I love how something so simple can heal. I love how we as people honestly under use prayer. As i have been up here God has been changing me. God has been helping me care for others, and one way that i have done that is by asking others how i can pray for them. So my peeps, any prayer requests you want to post on this little comment part. If so, do, and when they are answered repost.
But again, i find it so amazing that prayer works and that you can feel it. I find it incredible that by reading my masters love for me... it heals me. I love our Lord and i love the ways he has given us to unite and to heal.
But as i write this, i feel uneasy, i feel like i have wasted a little of my night, not from writing this but by dilly dallying with other stuff. I don't know, i just have this bad feeling. But pray for me, i have quite a long day tomorrow, starts at 9:00 a.m. and doesn't end until 2:00 a.m. And no i am not traveling back in time to be tricky. I am really going to be working with groups and getting ready for airport pick ups and other shtuff. I know this though, my Lord gives rest and peace. Amen!

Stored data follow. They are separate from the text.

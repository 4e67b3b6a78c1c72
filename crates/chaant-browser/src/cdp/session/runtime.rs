//! JavaScript execution for CDP page session.

use serde_json::{json, Value};

use crate::cdp::error::CdpError;

use super::core::PageSession;

impl PageSession {
    /// Evaluate an expression, awaiting promises, and return its JSON value.
    pub async fn evaluate(&self, expression: &str) -> Result<Value, CdpError> {
        let result = self
            .call(
                "Runtime.evaluate",
                Some(json!({
                    "expression": expression,
                    "returnByValue": true,
                    "awaitPromise": true,
                })),
            )
            .await?;

        if let Some(exception) = result.get("exceptionDetails") {
            let text = exception["exception"]["description"]
                .as_str()
                .or_else(|| exception["text"].as_str())
                .unwrap_or("Unknown error");
            return Err(CdpError::JavaScript(text.to_string()));
        }

        Ok(result["result"]["value"].clone())
    }

    /// Expose `window.<name>(payload)` to page scripts; calls arrive as
    /// `Runtime.bindingCalled` events.
    pub async fn add_binding(&self, name: &str) -> Result<(), CdpError> {
        self.call("Runtime.addBinding", Some(json!({"name": name})))
            .await?;
        Ok(())
    }

    /// Run `source` in every document loaded from now on.
    pub async fn add_init_script(&self, source: &str) -> Result<(), CdpError> {
        self.call(
            "Page.addScriptToEvaluateOnNewDocument",
            Some(json!({"source": source})),
        )
        .await?;
        Ok(())
    }
}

2 comments, questions, concerns:
Paul,
Your blog is such an encouragement to me. I am blown away by what God is doing for you and how you are growing and maturing spiritually. I am so thankful God brought you into my life even if I never got to see the jumping whales...meeting you was even better. You're a "little bro" for life. Know that you are always in my prayers and that I do have plenty for you to pray about too. Just mention my name to God. He knows all my needs and all I face. Thanks man. Keep recognizing His blessings in your life and keep looking up (even when you aren't at an air show). Much love...
Paul,
Your blog is awesome. It's amazing to read what God's doing in Alaska and in your life! He is so so great! I'm probably one of the most unlikely people you thought would read this, but it's been encouraging this summer to me to see God's work going on in another believer and on the mission field. So, as you requested, my prayer request (haha) is for me and the EBC Youth's upcoming mission trip to 5 Days in Atlanta. Just pray for the hearts of the people, the team, health and safety of everyone, and that we will glorify God in all that we do. Thanks! Keep focusing on God in all that you do!